First of all, the effort to carry the material from the broken dam a safe distance is wasted motion as a beaver will never use the same branches, twigs, etc. a second time even though he must travel far for fresh supplies. How the beaver knows which branches were previously used in his now-broken dam and which were not is an unanswered question in nature.
The best solution is to put a water wheel where the beaver insists on putting a dam (in this case the inlet to the pipe). The wheel at first acts as sort of a moving scarecrow, but even after the beaver has got used to it, he seems to be unable to stop the moving water wheel despite his dam-building talents.
THE FINAL CAST
I have just finished reading Sparse Grey Hackle's excellent article on the Beaverkill (SI, Feb. 27), and I was wondering if you could give me a full version of An Angler's Prayer that he referred to.
•Sparse Grey Haekle provides this angler's prayer, author unknown, with a note that it is not intended for spinning rod fishermen:
God grant that I may live to fish
Until my dying day.
And when my final cast is made
I then most humbly pray,
When in the Lord's safe landing net
I'm peacefully asleep,
That in His mercy I be judged
As good enough to keep.
THE BOYS FROM THE CLUB
I was deeply interested in the article by Sparse Grey Hackle regarding the Beaverkill. I practically grew up brandishing a fly on its lovely rapids. However, I take exception to the likes of Sparse Grey Hackle crying about the misuse of the stream. True, the untutored have invaded this hallowed stream, but what is just as bad is the type of "club" fisherman Hackle represents. They are the boys that buy up stream rights, post every inch of it, then go off to any other stream that suits their fancy.
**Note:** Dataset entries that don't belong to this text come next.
//! Execution context handed to every step

use crate::release::ResolvedRelease;
use crate::toolchain::{BlockingScope, Toolchain};
use apkm_config::PathManager;
use apkm_errors::{Error, PatchError};
use apkm_events::{EventEmitter, EventSender};
use apkm_types::PatchOptions;
use std::path::PathBuf;
use std::sync::{Mutex, PoisonError};
use tokio_util::sync::CancellationToken;

/// Data produced by one step and consumed by a later one
#[derive(Debug, Clone, Default)]
pub struct PatchState {
    pub release: Option<ResolvedRelease>,
    pub base_apk: Option<PathBuf>,
    pub injector: Option<PathBuf>,
    pub apk_dir: Option<PathBuf>,
    pub unsigned_apk: Option<PathBuf>,
    pub signed_apk: Option<PathBuf>,
}

/// Unwrap a value an earlier step should have produced
///
/// # Errors
///
/// Returns [`PatchError::MissingPrerequisite`] when the value is absent.
pub fn require<T>(value: Option<T>, step: &str, requirement: &str) -> Result<T, Error> {
    value.ok_or_else(|| {
        PatchError::MissingPrerequisite {
            step: step.to_string(),
            requirement: requirement.to_string(),
        }
        .into()
    })
}

/// Everything a step may touch: options, paths, toolchain, shared run data
/// and the cancellation signal.
pub struct StepContext {
    options: PatchOptions,
    paths: PathManager,
    toolchain: Toolchain,
    cancel: CancellationToken,
    blocking: BlockingScope,
    state: Mutex<PatchState>,
    event_sender: Option<EventSender>,
    correlation_id: Option<String>,
}

impl StepContext {
    #[must_use]
    pub fn new(options: PatchOptions, paths: PathManager, toolchain: Toolchain) -> Self {
        let cancel = CancellationToken::new();
        Self {
            options,
            paths,
            toolchain,
            blocking: BlockingScope::new(cancel.clone()),
            cancel,
            state: Mutex::new(PatchState::default()),
            event_sender: None,
            correlation_id: None,
        }
    }

    /// Set event sender
    #[must_use]
    pub fn with_event_sender(mut self, event_sender: EventSender) -> Self {
        self.event_sender = Some(event_sender);
        self
    }

    #[must_use]
    pub fn with_cancel_token(mut self, token: CancellationToken) -> Self {
        self.blocking = BlockingScope::new(token.clone());
        self.cancel = token;
        self
    }

    /// Stamp every emitted event with this id (the install id)
    #[must_use]
    pub fn with_correlation_id(mut self, id: impl Into<String>) -> Self {
        self.correlation_id = Some(id.into());
        self
    }

    #[must_use]
    pub fn options(&self) -> &PatchOptions {
        &self.options
    }

    #[must_use]
    pub fn paths(&self) -> &PathManager {
        &self.paths
    }

    #[must_use]
    pub fn toolchain(&self) -> &Toolchain {
        &self.toolchain
    }

    #[must_use]
    pub fn cancel_token(&self) -> &CancellationToken {
        &self.cancel
    }

    #[must_use]
    pub fn is_cancelled(&self) -> bool {
        self.cancel.is_cancelled()
    }

    #[must_use]
    pub fn blocking(&self) -> &BlockingScope {
        &self.blocking
    }

    /// Wait for blocking work left behind by cancelled steps
    pub async fn drain_blocking(&self) {
        self.blocking.drain().await;
    }

    /// Copy of the shared run data
    #[must_use]
    pub fn patch_state(&self) -> PatchState {
        self.state
            .lock()
            .unwrap_or_else(PoisonError::into_inner)
            .clone()
    }

    /// Mutate the shared run data. Never held across an await.
    pub fn update_state<R>(&self, f: impl FnOnce(&mut PatchState) -> R) -> R {
        let mut state = self.state.lock().unwrap_or_else(PoisonError::into_inner);
        f(&mut state)
    }
}

impl EventEmitter for StepContext {
    fn event_sender(&self) -> Option<&EventSender> {
        self.event_sender.as_ref()
    }

    fn correlation_id(&self) -> Option<String> {
        self.correlation_id.clone()
    }
}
Many is the time I have sought out a favored pool either on the lower Beaverkill or the East Branch only to find one or more of these club fishermen pleasantly plunked in the middle whipping up a froth—and sometimes ol' Sparse Grey himself.
BYRON M. KELLAM
Just a word of thanks for the pages "allotted" to bird watchers. Hope there will be more. Bird watching is a sport that can be indulged in even while actively participating in another, and how many other sports can boast that? M. E. Hillman from Seattle complains that he never met an honest-to-goodness card-carrying bird watcher (19TH HOLE, March 12). He could write his own card by a little observation on the golf links...or maybe he's the kind that doesn't know the color of his wife's eyes.
•"As a mere people watcher I have no wish to evoke the ire of the bird watchers of America," answers Mr. Hillman. "As a token of peace I will gladly count up several sea gulls for next year's bird count, if in turn one of the bird watchers will keep an eye on the pigeons over our parking lot."—ED.
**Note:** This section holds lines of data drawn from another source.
//! Output rendering and formatting

use apkm_state::{InstallRecord, RecordedError};
use apkm_types::{ColorChoice, InstallId, SessionState};
use comfy_table::{presets::UTF8_FULL, Attribute, Cell, Color, ContentArrangement, Table};
use console::{Style, Term};
use serde::Serialize;
use std::io;

/// Outcome of an `install` command
#[derive(Debug, Clone, Serialize)]
pub struct InstallReport {
    pub install_id: Option<InstallId>,
    pub state: SessionState,
    #[serde(skip_serializing_if = "Option::is_none")]
    pub error: Option<RecordedError>,
    /// Whether the app was launched afterwards
    pub launched: bool,
}

/// Result of a CLI command, ready for rendering
#[derive(Debug, Clone, Serialize)]
#[serde(tag = "kind", content = "data", rename_all = "snake_case")]
pub enum CommandResult {
    Install(InstallReport),
    Records(Vec<InstallRecord>),
    Record(Box<InstallRecord>),
    Launched { package: String, launched: bool },
    Success(String),
}

/// Output renderer for CLI results
#[derive(Clone)]
pub struct OutputRenderer {
    /// Use JSON output format
    json_output: bool,
    /// Color configuration
    color_choice: ColorChoice,
    /// Terminal instance
    term: Term,
}

impl OutputRenderer {
    /// Create new output renderer
    pub fn new(json_output: bool, color_choice: ColorChoice) -> Self {
        Self {
            json_output,
            color_choice,
            term: Term::stdout(),
        }
    }

    /// Render command result
    pub fn render_result(&self, result: &CommandResult) -> io::Result<()> {
        if self.json_output {
            let json = serde_json::to_string_pretty(result).map_err(io::Error::other)?;
            println!("{json}");
            return Ok(());
        }

        match result {
            CommandResult::Install(report) => self.render_install_report(report),
            CommandResult::Records(records) => self.render_records(records),
            CommandResult::Record(record) => self.render_record(record),
            CommandResult::Launched { package, launched } => {
                if *launched {
                    println!("Launched {package}");
                } else {
                    println!("{package} has no launcher activity");
                }
                Ok(())
            }
            CommandResult::Success(message) => {
                println!("{message}");
                Ok(())
            }
        }
    }

    fn render_install_report(&self, report: &InstallReport) -> io::Result<()> {
        println!();
        match &report.state {
            SessionState::Success => {
                println!("{}", self.styled("[OK] Installation complete", &Style::new().green().bold()));
                if report.launched {
                    println!("App launched.");
                }
            }
            SessionState::CloseScreen => {
                println!("{}", self.styled("Installation cancelled", &Style::new().yellow()));
            }
            SessionState::Failed { .. } => {
                println!("{}", self.styled("[ERROR] Installation failed", &Style::new().red().bold()));
                if let Some(error) = &report.error {
                    render_recorded_error(error);
                }
            }
            SessionState::Working => println!("Installation still in progress"),
        }
        if let Some(id) = report.install_id {
            println!("Install id: {id}");
        }
        Ok(())
    }

    fn render_records(&self, records: &[InstallRecord]) -> io::Result<()> {
        if records.is_empty() {
            println!("No installation records found.");
            return Ok(());
        }

        let mut table = Table::new();
        table
            .load_preset(UTF8_FULL)
            .set_content_arrangement(ContentArrangement::Dynamic);

        table.set_header(vec![
            Cell::new("Install ID").add_attribute(Attribute::Bold),
            Cell::new("Started").add_attribute(Attribute::Bold),
            Cell::new("Package").add_attribute(Attribute::Bold),
            Cell::new("Duration").add_attribute(Attribute::Bold),
            Cell::new("Result").add_attribute(Attribute::Bold),
        ]);

        for record in records {
            table.add_row(vec![
                Cell::new(record.id),
                Cell::new(record.started_at.format("%Y-%m-%d %H:%M:%S")),
                Cell::new(&record.options.package_name),
                Cell::new(format!("{}ms", record.duration_ms)),
                self.result_cell(record),
            ]);
        }

        println!("{table}");
        Ok(())
    }

    fn render_record(&self, record: &InstallRecord) -> io::Result<()> {
        println!("{}", self.styled(&format!("Installation {}", record.id), &Style::new().bold()));
        println!("Started:  {}", record.started_at.to_rfc3339());
        println!("Duration: {}ms", record.duration_ms);
        println!(
            "Package:  {} ({})",
            record.options.package_name, record.options.app_name
        );
        println!("Channel:  {}", record.options.version_preference);
        println!(
            "Host:     apkm {} on {}/{}",
            record.environment.app_version, record.environment.os, record.environment.arch
        );
        println!();
        print!("{}", record.log);
        if !record.log.ends_with('\n') {
            println!();
        }
        if let Some(error) = &record.error {
            println!();
            render_recorded_error(error);
        }
        Ok(())
    }

    fn result_cell(&self, record: &InstallRecord) -> Cell {
        let (label, color) = match &record.error {
            None => ("success", Color::Green),
            Some(e) if e.aborted => ("cancelled", Color::Yellow),
            Some(e) if e.insufficient_storage => ("no storage", Color::Red),
            Some(_) => ("failed", Color::Red),
        };
        let cell = Cell::new(label);
        if self.supports_color() {
            cell.fg(color)
        } else {
            cell
        }
    }

    fn styled(&self, text: &str, style: &Style) -> String {
        if self.supports_color() {
            style.apply_to(text).to_string()
        } else {
            text.to_string()
        }
    }

    /// Check if color output is supported
    fn supports_color(&self) -> bool {
        match self.color_choice {
            ColorChoice::Always => true,
            ColorChoice::Never => false,
            ColorChoice::Auto => self.term.features().colors_supported(),
        }
    }
}

fn render_recorded_error(error: &RecordedError) {
    println!("  {}", error.message);
    if let Some(code) = &error.code {
        println!("  Code: {code}");
    }
    if let Some(hint) = &error.hint {
        println!("  Hint: {hint}");
    }
}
Like a lot of other drivers at Daytona Beach during the Speed Week (SI, March 5) I was not sure of the rules as there were several sets of rules to be applied to different categories and events. On the chance that extra weight over the driving wheels might help acceleration, I brought an engine block to the beach in the trunk of my car. Officials were consulted and weights were not allowed, whereupon the block was removed. There was no attempt to evade rules.
BATTLE OF THE SEXES
Are you trying to break up my happy home? Under NASCAR results (SI, March 5) you have me listed correctly as runner-up in the Ladies' Sports Car Class. Thank you! But under "Hybrid U.S. Passenger Cars," you say: "Suzanne La Fountain, Highlands, N.J., '56 Ford station wagon—70.950." This was my husband, Donald La Fountain.
SUZANNE LA FOUNTAIN
•A Pat on the Back to Donald.—ED.
I want to tell you how much I enjoyed the article on the stock car races (Salute to Speed, SI, March 5) at Daytona Beach, Florida.
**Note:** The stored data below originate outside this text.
use std::fmt;

use chrono::{DateTime, Utc};
use serde::{Deserialize, Serialize};
use tracing::Level;
use uuid::Uuid;

/// Metadata stamped on every emitted event.
///
/// The correlation id is the install id of the attempt that produced the
/// event, so a log reader can pull one attempt out of an interleaved stream.
#[derive(Clone, Debug, Serialize, Deserialize)]
#[serde(rename_all = "camelCase")]
pub struct EventMeta {
    pub event_id: Uuid,
    #[serde(skip_serializing_if = "Option::is_none")]
    pub correlation_id: Option<String>,
    pub timestamp: DateTime<Utc>,
    pub level: EventLevel,
    pub source: EventSource,
}

impl EventMeta {
    #[must_use]
    pub fn new(level: impl Into<EventLevel>, source: EventSource) -> Self {
        Self {
            event_id: Uuid::new_v4(),
            correlation_id: None,
            timestamp: Utc::now(),
            level: level.into(),
            source,
        }
    }

    #[must_use]
    pub fn with_correlation_id(mut self, correlation_id: impl Into<String>) -> Self {
        self.correlation_id = Some(correlation_id.into());
        self
    }

    #[must_use]
    pub fn tracing_level(&self) -> Level {
        self.level.into()
    }
}

/// Serializable mirror of [`tracing::Level`]
#[derive(Clone, Copy, Debug, Deserialize, Serialize, PartialEq, Eq, PartialOrd, Ord)]
#[serde(rename_all = "snake_case")]
pub enum EventLevel {
    Trace,
    Debug,
    Info,
    Warn,
    Error,
}

impl From<EventLevel> for Level {
    fn from(level: EventLevel) -> Self {
        match level {
            EventLevel::Trace => Level::TRACE,
            EventLevel::Debug => Level::DEBUG,
            EventLevel::Info => Level::INFO,
            EventLevel::Warn => Level::WARN,
            EventLevel::Error => Level::ERROR,
        }
    }
}

impl From<Level> for EventLevel {
    fn from(level: Level) -> Self {
        match level {
            Level::TRACE => EventLevel::Trace,
            Level::DEBUG => EventLevel::Debug,
            Level::INFO => EventLevel::Info,
            Level::WARN => EventLevel::Warn,
            Level::ERROR => EventLevel::Error,
        }
    }
}

/// Layer that emitted the event
#[derive(Clone, Copy, Debug, Deserialize, Serialize, PartialEq, Eq, Hash)]
#[serde(rename_all = "snake_case")]
pub enum EventSource {
    General,
    Step,
    Download,
    Session,
}

impl EventSource {
    #[must_use]
    pub fn as_str(self) -> &'static str {
        match self {
            Self::General => "general",
            Self::Step => "step",
            Self::Download => "download",
            Self::Session => "session",
        }
    }
}

impl fmt::Display for EventSource {
    fn fmt(&self, f: &mut fmt::Formatter<'_>) -> fmt::Result {
        f.write_str(self.as_str())
    }
}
I enjoyed reading about the hot Corvettes and Thunderbirds, but one thing puzzles me. What happened to the Studebaker Hawk? With its 275 hp motor it's supposed to be the hottest thing on the road. Why wasn't it entered?
•Studebaker feels that official participation in speed events would not be in keeping with the company's firm emphasis on the safety factors of their cars. However, Wallace L. Chandler of Lansing, Mich. raced a privately entered Studebaker Golden Hawk to fourth place in the over-350-cubic-inch Passenger Cars Acceleration run and to fifth place in the Flying Mile for the same class.—ED.